→ **TASK BRIEF**
For every line in the data below that contains "inbound", copy the line.

→ **EXCERPTED RECORDS**
use std::sync::atomic::{AtomicBool, Ordering};
use std::sync::Arc;
use std::thread::{self, JoinHandle};

use telegauge_stream::{BlockingQueue, StreamMessage, StreamProducer};
use tracing::{debug, error, info};

use crate::error::ConsumerError;
use crate::processor::{SampleProcessor, SessionStats};

/// Drains the producer's inbound queue on its own thread and runs every
/// message through a [`SampleProcessor`].
///
/// The consumer is the orchestration root of a session: starting it starts
/// the producer, stopping it closes the producer first so the blocked
/// consumer thread is woken by the close sentinel, then joins.
pub struct SampleConsumer {
    producer: StreamProducer,
    processor: Option<SampleProcessor>,
    running: Arc<AtomicBool>,
    handle: Option<JoinHandle<SessionStats>>,
}

impl SampleConsumer {
    pub fn new(producer: StreamProducer, processor: SampleProcessor) -> Self {
        Self {
            producer,
            processor: Some(processor),
            running: Arc::new(AtomicBool::new(false)),
            handle: None,
        }
    }

    pub fn start(&mut self) -> Result<(), ConsumerError> {
        if self.is_running() {
            return Err(ConsumerError::AlreadyStarted);
        }
        let processor = self.processor.take().ok_or(ConsumerError::Spent)?;
        let inbound = self.producer.inbound();

        self.running.store(true, Ordering::SeqCst);
        let running = self.running.clone();
        let queue = inbound.clone();
        let handle = thread::Builder::new()
            .name("telegauge-consumer".into())
            .spawn(move || consume(queue, running, processor))
            .map_err(|e| {
                self.running.store(false, Ordering::SeqCst);
                ConsumerError::Spawn(e)
            })?;
        self.handle = Some(handle);

        if let Err(e) = self.producer.start() {
            error!(error = %e, "Stream producer failed to start");
            // The producer never ran, so its close won't wake us.
            self.running.store(false, Ordering::SeqCst);
            inbound.put_prioritized(StreamMessage::Closed);
            self.join();
            return Err(e.into());
        }
        info!("Sample consumer started");
        Ok(())
    }

    /// Ends the session and returns its counters. A no-op returning `None`
    /// when not running.
    pub fn stop(&mut self) -> Option<SessionStats> {
        if !self.running.swap(false, Ordering::SeqCst) {
            return None;
        }
        self.producer.close();

        let stats = self.join()?;
        info!(
            messages = stats.messages,
            persisted = stats.persisted,
            skipped = stats.skipped,
            discarded = stats.discarded,
            write_failures = stats.write_failures,
            "Sample consumer stopped"
        );
        Some(stats)
    }

    pub fn is_running(&self) -> bool {
        self.running.load(Ordering::SeqCst)
    }

    /// Whether the producer is still reading from the remote source. Goes
    /// false on a hang-up while the session itself keeps running until
    /// [`stop`](Self::stop).
    pub fn is_streaming(&self) -> bool {
        self.producer.is_polling()
    }

    /// Queues a message for the remote source.
    pub fn send(&self, message: impl Into<String>) {
        self.producer.send(message);
    }

    fn join(&mut self) -> Option<SessionStats> {
        match self.handle.take()?.join() {
            Ok(stats) => Some(stats),
            Err(_) => {
                error!("Sample consumer thread panicked");
                None
            }
        }
    }
}

impl Drop for SampleConsumer {
    fn drop(&mut self) {
        self.stop();
    }
}

fn consume(
    inbound: Arc<dyn BlockingQueue<StreamMessage>>,
    running: Arc<AtomicBool>,
    mut processor: SampleProcessor,
) -> SessionStats {
    // The flag is only re-read after a wake; the last wait is satisfied by
    // the sentinel the producer pushes on close.
    while running.load(Ordering::SeqCst) {
        match inbound.wait_and_pop() {
            StreamMessage::Text(message) => processor.handle(&message),
            StreamMessage::Closed => debug!("Consumer woken by close sentinel"),
        }
    }
    processor.stats()
}
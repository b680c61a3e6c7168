use std::fs::{File, OpenOptions};
use std::io::{self, LineWriter, Write};
use std::path::{Path, PathBuf};

use telegauge_core::Sample;
use tracing::info;

/// Append-only destination for accepted samples.
pub trait RecordLog: Send {
    fn append(&mut self, sample: &Sample) -> io::Result<()>;
}

/// One JSON object per line, appended to a file that is never truncated.
pub struct FileLog {
    path: PathBuf,
    writer: LineWriter<File>,
}

impl FileLog {
    pub fn open(path: impl AsRef<Path>) -> io::Result<Self> {
        let path = path.as_ref().to_path_buf();
        let file = OpenOptions::new().create(true).append(true).open(&path)?;
        info!(path = %path.display(), "Appending samples to log");
        Ok(Self { path, writer: LineWriter::new(file) })
    }

    pub fn path(&self) -> &Path {
        &self.path
    }
}

impl RecordLog for FileLog {
    fn append(&mut self, sample: &Sample) -> io::Result<()> {
        let line = sample.to_line()?;
        // LineWriter flushes on the newline.
        writeln!(self.writer, "{line}")
    }
}
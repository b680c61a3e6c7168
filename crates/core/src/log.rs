//! Reading back a persisted sample log (one JSON object per line).

use std::fs;
use std::io;
use std::path::Path;

use thiserror::Error;

use crate::sample::Record;

#[derive(Debug, Error)]
pub enum LogReadError {
    #[error("failed to read sample log: {0}")]
    Io(#[from] io::Error),

    #[error("line {line} is not a JSON object: {source}")]
    Parse {
        line: usize,
        #[source]
        source: serde_json::Error,
    },
}

/// Parses every record of a sample log in file order.
///
/// A trailing line without a newline that fails to parse is a write cut short
/// by a crash or a concurrent writer and is ignored. Any other bad line is an
/// error.
pub fn read_log(path: impl AsRef<Path>) -> Result<Vec<Record>, LogReadError> {
    let content = fs::read_to_string(path)?;
    let complete = content.ends_with('\n');
    let lines: Vec<&str> = content.lines().collect();

    let mut records = Vec::with_capacity(lines.len());
    for (idx, line) in lines.iter().enumerate() {
        if line.trim().is_empty() {
            continue;
        }
        match serde_json::from_str::<Record>(line) {
            Ok(record) => records.push(record),
            Err(_) if !complete && idx + 1 == lines.len() => break,
            Err(source) => return Err(LogReadError::Parse { line: idx + 1, source }),
        }
    }
    Ok(records)
}
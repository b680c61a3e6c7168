use thiserror::Error;

use telegauge_stream::StreamError;

#[derive(Debug, Error)]
pub enum ConfigError {
    #[error("invalid endpoint {endpoint:?}: {reason}")]
    Endpoint { endpoint: String, reason: String },

    #[error("gauge scale must be between 1 and {}", crate::gauge::MAX_SCALE)]
    GaugeScale,

    #[error("poll timeout must be greater than zero")]
    PollTimeout,
}

#[derive(Debug, Error)]
pub enum ConsumerError {
    #[error("sample consumer is already running")]
    AlreadyStarted,

    #[error("sample consumer already ran its session")]
    Spent,

    #[error("failed to spawn consumer thread: {0}")]
    Spawn(#[source] std::io::Error),

    #[error(transparent)]
    Stream(#[from] StreamError),
}
//! Blocking hand-off queue shared between the producer and consumer threads.

use std::collections::VecDeque;
use std::time::Duration;

use parking_lot::{Condvar, Mutex};

/// Capability interface for a thread-safe queue with blocking pops.
///
/// Producers and consumers only see this trait, so a different backing
/// structure can be swapped in without touching either loop.
pub trait BlockingQueue<T>: Send + Sync {
    /// Appends `element` to the back and wakes every waiting popper.
    fn put(&self, element: T);

    /// Inserts `element` ahead of every normal element, behind any earlier
    /// prioritized ones, and wakes every waiting popper.
    fn put_prioritized(&self, element: T);

    /// Blocks until an element is available, then removes and returns it.
    fn wait_and_pop(&self) -> T;

    /// Like [`wait_and_pop`](Self::wait_and_pop) but gives up after `timeout`.
    fn wait_and_pop_for(&self, timeout: Duration) -> Option<T>;

    /// Removes the front element without blocking.
    fn try_pop(&self) -> Option<T>;

    /// Point-in-time check; stale as soon as the lock is released.
    fn is_empty(&self) -> bool;

    fn len(&self) -> usize;

    /// Throws away every element and re-creates the underlying storage.
    fn reset(&self);

    /// Throws away every element, keeping the allocation.
    fn clear(&self);
}

struct Inner<T> {
    items: VecDeque<T>,
    // Prioritized elements not yet popped; they always sit at the head.
    prioritized: usize,
}

impl<T> Inner<T> {
    fn new() -> Self {
        Self { items: VecDeque::new(), prioritized: 0 }
    }

    fn pop(&mut self) -> Option<T> {
        let item = self.items.pop_front()?;
        self.prioritized = self.prioritized.saturating_sub(1);
        Some(item)
    }
}

/// [`BlockingQueue`] over a mutex-guarded `VecDeque` and a condition variable.
///
/// Unbounded: `put` never blocks, so a slow consumer cannot stall the
/// transport poll loop feeding it.
pub struct ThreadSafeQueue<T> {
    inner: Mutex<Inner<T>>,
    not_empty: Condvar,
}

impl<T> ThreadSafeQueue<T> {
    pub fn new() -> Self {
        Self { inner: Mutex::new(Inner::new()), not_empty: Condvar::new() }
    }
}

impl<T> Default for ThreadSafeQueue<T> {
    fn default() -> Self {
        Self::new()
    }
}

impl<T: Send> BlockingQueue<T> for ThreadSafeQueue<T> {
    fn put(&self, element: T) {
        self.inner.lock().items.push_back(element);
        self.not_empty.notify_all();
    }

    fn put_prioritized(&self, element: T) {
        {
            let mut inner = self.inner.lock();
            let at = inner.prioritized;
            inner.items.insert(at, element);
            inner.prioritized += 1;
        }
        self.not_empty.notify_all();
    }

    fn wait_and_pop(&self) -> T {
        let mut inner = self.inner.lock();
        loop {
            if let Some(item) = inner.pop() {
                return item;
            }
            // Spurious and broadcast wakeups land back here and re-block.
            self.not_empty.wait(&mut inner);
        }
    }

    fn wait_and_pop_for(&self, timeout: Duration) -> Option<T> {
        let mut inner = self.inner.lock();
        self.not_empty.wait_while_for(&mut inner, |inner| inner.items.is_empty(), timeout);
        inner.pop()
    }

    fn try_pop(&self) -> Option<T> {
        self.inner.lock().pop()
    }

    fn is_empty(&self) -> bool {
        self.inner.lock().items.is_empty()
    }

    fn len(&self) -> usize {
        self.inner.lock().items.len()
    }

    fn reset(&self) {
        *self.inner.lock() = Inner::new();
    }

    fn clear(&self) {
        let mut inner = self.inner.lock();
        inner.items.clear();
        inner.prioritized = 0;
    }
}
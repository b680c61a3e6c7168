use serde_json::{Map, Value};
use thiserror::Error;

/// One decoded JSON object exactly as it arrived on the wire.
pub type Record = Map<String, Value>;

/// Field carrying the numeric reading of a sample.
pub const VALUE_FIELD: &str = "value";

#[derive(Debug, Error)]
pub enum DecodeError {
    #[error("invalid JSON: {0}")]
    Json(#[from] serde_json::Error),

    #[error("expected an array of objects or a single object, got {0}")]
    UnexpectedShape(&'static str),

    #[error("element {index} is {kind}, expected an object")]
    NotAnObject { index: usize, kind: &'static str },

    #[error("element {index} has a non-numeric value ({kind})")]
    NonNumericValue { index: usize, kind: &'static str },
}

/// A record that carries a usable `value`. Every other field rides along
/// untouched and is persisted verbatim.
#[derive(Debug, Clone, PartialEq)]
pub struct Sample {
    value: f64,
    record: Record,
}

impl Sample {
    /// Returns `Ok(None)` when `value` is absent or null; those records are
    /// filtered out, not treated as errors.
    pub fn from_record(record: Record) -> Result<Option<Self>, &'static str> {
        let value = match record.get(VALUE_FIELD) {
            None | Some(Value::Null) => return Ok(None),
            Some(v) => v.as_f64().ok_or_else(|| json_kind(v))?,
        };
        Ok(Some(Self { value, record }))
    }

    pub fn value(&self) -> f64 {
        self.value
    }

    pub fn record(&self) -> &Record {
        &self.record
    }

    pub fn channel(&self) -> Option<&str> {
        self.record.get("channel").and_then(Value::as_str)
    }

    pub fn time(&self) -> Option<f64> {
        self.record.get("time").and_then(Value::as_f64)
    }

    /// Single-line JSON rendering of the full record.
    pub fn to_line(&self) -> serde_json::Result<String> {
        serde_json::to_string(&self.record)
    }
}

/// Result of decoding one message: the accepted samples in wire order and
/// how many records were dropped for lacking a value.
#[derive(Debug, Default, Clone, PartialEq)]
pub struct Batch {
    pub samples: Vec<Sample>,
    pub skipped: usize,
}

/// Decodes a message into samples. Accepts a JSON array of objects or a
/// single object, which is treated as a batch of one.
///
/// The whole message is rejected if any element is malformed, so a bad
/// message never leaves a partial trail in the log.
pub fn decode_batch(text: &str) -> Result<Batch, DecodeError> {
    let records = match serde_json::from_str::<Value>(text)? {
        Value::Array(items) => items
            .into_iter()
            .enumerate()
            .map(|(index, item)| match item {
                Value::Object(record) => Ok(record),
                other => Err(DecodeError::NotAnObject { index, kind: json_kind(&other) }),
            })
            .collect::<Result<Vec<_>, _>>()?,
        Value::Object(record) => vec![record],
        other => return Err(DecodeError::UnexpectedShape(json_kind(&other))),
    };

    let mut batch = Batch::default();
    for (index, record) in records.into_iter().enumerate() {
        match Sample::from_record(record) {
            Ok(Some(sample)) => batch.samples.push(sample),
            Ok(None) => batch.skipped += 1,
            Err(kind) => return Err(DecodeError::NonNumericValue { index, kind }),
        }
    }
    Ok(batch)
}

fn json_kind(value: &Value) -> &'static str {
    match value {
        Value::Null => "null",
        Value::Bool(_) => "a boolean",
        Value::Number(_) => "a number",
        Value::String(_) => "a string",
        Value::Array(_) => "an array",
        Value::Object(_) => "an object",
    }
}
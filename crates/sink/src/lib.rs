pub mod config;
pub mod consumer;
pub mod error;
pub mod gauge;
pub mod log;
pub mod processor;

pub use config::SinkConfig;
pub use consumer::SampleConsumer;
pub use error::{ConfigError, ConsumerError};
pub use gauge::{ConsoleGauge, Gauge, SampleDisplay};
pub use log::{FileLog, RecordLog};
pub use processor::{SampleProcessor, SessionStats};
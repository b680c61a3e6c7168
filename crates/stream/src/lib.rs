pub mod error;
pub mod queue;
pub mod transport;
pub mod websocket;
pub mod producer;

pub use error::{StreamError, TransportError};
pub use queue::{BlockingQueue, ThreadSafeQueue};
pub use transport::{ConnectionState, Transport};
pub use websocket::WebSocketTransport;
pub use producer::{ProducerConfig, StreamMessage, StreamProducer};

→ **OUTPUT BELOW**
/// Drains the producer's inbound queue on its own thread and runs every
        let inbound = self.producer.inbound();
        let queue = inbound.clone();
            inbound.put_prioritized(StreamMessage::Closed);
    inbound: Arc<dyn BlockingQueue<StreamMessage>>,
        match inbound.wait_and_pop() {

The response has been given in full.